Likewise, Michael Pennington's Maxwell. Again, this is an awesome physical transformation. Pennington has all of Maxwell's light-footed vastness, both physically and emotionally. He begins with all the self-interested balshiness he was renowned for:
"Well it's crap! That I should ponce around being photographed with the stifling poor"; but is instantly disarmed by Mother Teresa, "Why aren't you frightened of me?" Pennington portrays the look and feel of the man beautifully, with all his charisma and command, but allows his humanity and vulnerability to be brought to the surface in a poignant final scene.
Jonathan Coy gives the strongest performance of the night. Without any of the obvious 'pull' of the two leads, Coy plays 'Sidekick', Maxwell's (fictious) much-abused PA. He brings an understated, quiet complexity to the character, revealing little by little his affection for the man, in spite of frequently falling victim to Maxwell's puerile temper tantrums. Years of self-effacing service have become a way of life for him: he rarely gets home, often sleeping on Maxwell's sofa, and has all but lost his identity - even his own wife, he says, has taken to calling him 'Sidekick'. That Mother Teresa thanks him for eventually conceding to tell her his real name is telling; as is his later indignation and sense of betrayal that 'Sister' (Mother Teresa's assistant and whizzy, brandy-drinking, financial advisor, entertainingly played by Susan Hampshire) calls him by name.
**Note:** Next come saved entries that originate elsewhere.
//! Client-side sync integration tests
//!
//! Exercises the REST client and the channel poller against a wiremock
//! server. No database or gateway singleton is involved, so these tests
//! run in parallel.

use std::time::Duration;

use serde_json::json;
use wiremock::matchers::{method, path, query_param};
use wiremock::{Mock, MockServer, ResponseTemplate};

use huddle::client::{ApiClient, ChannelPoller, ClientError, ImageAttachment};

use crate::common::mock_server::{message_json, mount_error, mount_message_page};
use crate::{assert_err, assert_ok};

fn client_for(server: &MockServer) -> ApiClient {
    ApiClient::new(server.uri(), "test-token")
}

#[tokio::test]
async fn test_list_messages_decodes_wire_records() {
    let server = MockServer::start().await;
    mount_message_page(
        &server,
        42,
        json!([
            message_json(1, 42, "first", 100),
            message_json(2, 42, "second", 200),
        ]),
    )
    .await;

    let messages = assert_ok!(client_for(&server).list_messages(42, None, None).await);

    assert_eq!(messages.len(), 2);
    assert_eq!(messages[0].id, 1);
    assert_eq!(messages[0].channel_id, 42);
    assert_eq!(messages[0].author_name, "ada");
    assert_eq!(messages[0].content.as_deref(), Some("first"));
    assert!(messages[0].image_urls.is_empty());
    assert!(messages[1].created_at > messages[0].created_at);
}

#[tokio::test]
async fn test_error_body_becomes_api_error() {
    let server = MockServer::start().await;
    mount_error(
        &server,
        "POST",
        "/api/channels/42/messages",
        403,
        "authorization",
        "you are not a member of this channel",
    )
    .await;

    let result = client_for(&server).send_message(42, "hello").await;

    match result {
        Err(ClientError::Api {
            status,
            error,
            message,
        }) => {
            assert_eq!(status, 403);
            assert_eq!(error, "authorization");
            assert_eq!(message, "you are not a member of this channel");
        }
        other => panic!("expected ClientError::Api, got {:?}", other),
    }
}

#[tokio::test]
async fn test_non_json_error_body_falls_back_to_status_text() {
    let server = MockServer::start().await;
    Mock::given(method("GET"))
        .and(path("/api/channels/42/messages"))
        .respond_with(ResponseTemplate::new(500).set_body_string("nginx exploded"))
        .mount(&server)
        .await;

    let result = client_for(&server).list_messages(42, None, None).await;

    match result {
        Err(ClientError::Api {
            status,
            error,
            message,
        }) => {
            assert_eq!(status, 500);
            assert_eq!(error, "unknown");
            assert_eq!(message, "Internal Server Error");
        }
        other => panic!("expected ClientError::Api, got {:?}", other),
    }
}

#[tokio::test]
async fn test_pagination_parameters_reach_the_server() {
    let server = MockServer::start().await;
    Mock::given(method("GET"))
        .and(path("/api/channels/42/messages"))
        .and(query_param("limit", "2"))
        .and(query_param("offset", "4"))
        .respond_with(ResponseTemplate::new(200).set_body_json(json!([])))
        .mount(&server)
        .await;

    // Only matches when both parameters are present, so an Ok response
    // proves they were sent
    let page = assert_ok!(client_for(&server).list_messages(42, Some(2), Some(4)).await);
    assert!(page.is_empty());
}

#[tokio::test]
async fn test_after_parameter_reaches_the_server() {
    let server = MockServer::start().await;
    Mock::given(method("GET"))
        .and(path("/api/channels/42/messages"))
        .and(query_param("after", "123456789"))
        .respond_with(
            ResponseTemplate::new(200).set_body_json(json!([message_json(3, 42, "newer", 300)])),
        )
        .mount(&server)
        .await;

    let newer = assert_ok!(client_for(&server).list_messages_after(42, 123_456_789).await);
    assert_eq!(newer.len(), 1);
    assert_eq!(newer[0].id, 3);
}

#[tokio::test]
async fn test_poller_initial_fetch_populates_the_list() {
    let server = MockServer::start().await;
    mount_message_page(&server, 42, json!([message_json(1, 42, "hello", 100)])).await;

    let poller = ChannelPoller::start(client_for(&server), 42);
    tokio::time::sleep(Duration::from_millis(300)).await;

    let messages = poller.messages();
    assert_eq!(messages.len(), 1);
    assert_eq!(messages[0].content.as_deref(), Some("hello"));
    assert_eq!(poller.last_error(), None);
    poller.stop();
}

#[tokio::test]
async fn test_poller_records_fetch_errors_and_keeps_state() {
    let server = MockServer::start().await;
    mount_error(
        &server,
        "GET",
        "/api/channels/42/messages",
        500,
        "persistence",
        "database error",
    )
    .await;

    let poller = ChannelPoller::start(client_for(&server), 42);
    tokio::time::sleep(Duration::from_millis(300)).await;

    assert!(poller.messages().is_empty());
    let error = poller.last_error().expect("fetch error should be recorded");
    assert!(error.contains("500"), "got: {}", error);
    poller.stop();
}

#[tokio::test]
async fn test_poller_send_appends_the_confirmed_record() {
    let server = MockServer::start().await;
    mount_message_page(&server, 42, json!([])).await;
    Mock::given(method("POST"))
        .and(path("/api/channels/42/messages"))
        .respond_with(
            ResponseTemplate::new(200).set_body_json(message_json(7, 42, "sent", 700)),
        )
        .mount(&server)
        .await;

    let poller = ChannelPoller::start(client_for(&server), 42);
    tokio::time::sleep(Duration::from_millis(200)).await;

    let record = assert_ok!(poller.send("sent", Vec::new()).await);
    assert_eq!(record.id, 7);

    // Appended immediately from the response, no poll needed
    let messages = poller.messages();
    assert_eq!(messages.len(), 1);
    assert_eq!(messages[0].id, 7);
    poller.stop();
}

#[tokio::test]
async fn test_poller_failed_update_leaves_state_untouched() {
    let server = MockServer::start().await;
    mount_message_page(&server, 42, json!([message_json(1, 42, "original", 100)])).await;
    mount_error(
        &server,
        "PATCH",
        "/api/channels/42/messages/1",
        403,
        "authorization",
        "only the author can edit a message",
    )
    .await;

    let poller = ChannelPoller::start(client_for(&server), 42);
    tokio::time::sleep(Duration::from_millis(200)).await;

    let result = poller.update(1, "hijacked").await;
    assert_err!(result, ClientError::Api { status: 403, .. });

    let messages = poller.messages();
    assert_eq!(messages[0].content.as_deref(), Some("original"));
    poller.stop();
}

#[tokio::test]
async fn test_poller_delete_confirms_before_removing() {
    let server = MockServer::start().await;
    mount_message_page(&server, 42, json!([message_json(1, 42, "keep or kill", 100)])).await;
    Mock::given(method("DELETE"))
        .and(path("/api/channels/42/messages/1"))
        .respond_with(ResponseTemplate::new(200).set_body_json(json!({ "id": 1 })))
        .mount(&server)
        .await;
    mount_error(
        &server,
        "DELETE",
        "/api/channels/42/messages/9",
        404,
        "not_found",
        "message not found",
    )
    .await;

    let poller = ChannelPoller::start(client_for(&server), 42);
    tokio::time::sleep(Duration::from_millis(200)).await;

    // A rejected delete must not touch the list
    let rejected = poller.delete(9).await;
    assert_err!(rejected, ClientError::Api { status: 404, .. });
    assert_eq!(poller.messages().len(), 1);

    assert_ok!(poller.delete(1).await);
    assert!(poller.messages().is_empty());
    poller.stop();
}

#[tokio::test]
async fn test_image_send_schedules_a_delayed_refetch() {
    let server = MockServer::start().await;

    // The initial poll sees an empty channel; the refetch a second
    // later sees the record with its server-assigned image URL
    Mock::given(method("GET"))
        .and(path("/api/channels/42/messages"))
        .respond_with(ResponseTemplate::new(200).set_body_json(json!([])))
        .up_to_n_times(1)
        .mount(&server)
        .await;

    let mut with_image = message_json(7, 42, "look at this", 700);
    with_image["imageUrls"] = json!(["/uploads/pic.png"]);
    Mock::given(method("GET"))
        .and(path("/api/channels/42/messages"))
        .respond_with(ResponseTemplate::new(200).set_body_json(json!([with_image])))
        .mount(&server)
        .await;

    // The immediate response carries no image URL yet
    Mock::given(method("POST"))
        .and(path("/api/channels/42/messages"))
        .respond_with(
            ResponseTemplate::new(200).set_body_json(message_json(7, 42, "look at this", 700)),
        )
        .mount(&server)
        .await;

    let poller = ChannelPoller::start(client_for(&server), 42);
    tokio::time::sleep(Duration::from_millis(200)).await;

    let image = ImageAttachment {
        file_name: "pic.png".to_string(),
        content_type: "image/png".to_string(),
        data: vec![0x89, 0x50, 0x4e, 0x47],
    };
    assert_ok!(poller.send("look at this", vec![image]).await);
    assert!(poller.messages()[0].image_urls.is_empty());

    // Past the one second refetch delay, well before the next poll tick
    tokio::time::sleep(Duration::from_millis(1300)).await;
    assert_eq!(poller.messages()[0].image_urls, vec!["/uploads/pic.png"]);
    poller.stop();
}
It was a confidence he had not expected Mother Teresa to break. He has learned to continue to function in this role much as any nun in Mother Teresa's order: by subjugating his own needs so that he can continue to serve. His devotion may have been to a multi-millionaire, rather than to God and the poor, but he has latched on to Maxwell's vulnerability none the less. It is an outstanding performance.
"The Bargain" runs at the Theatre Royal Bath until 24th March, before touring to Malvern, Brighton, Milton Keynes, Cambridge, Richmond and Windsor.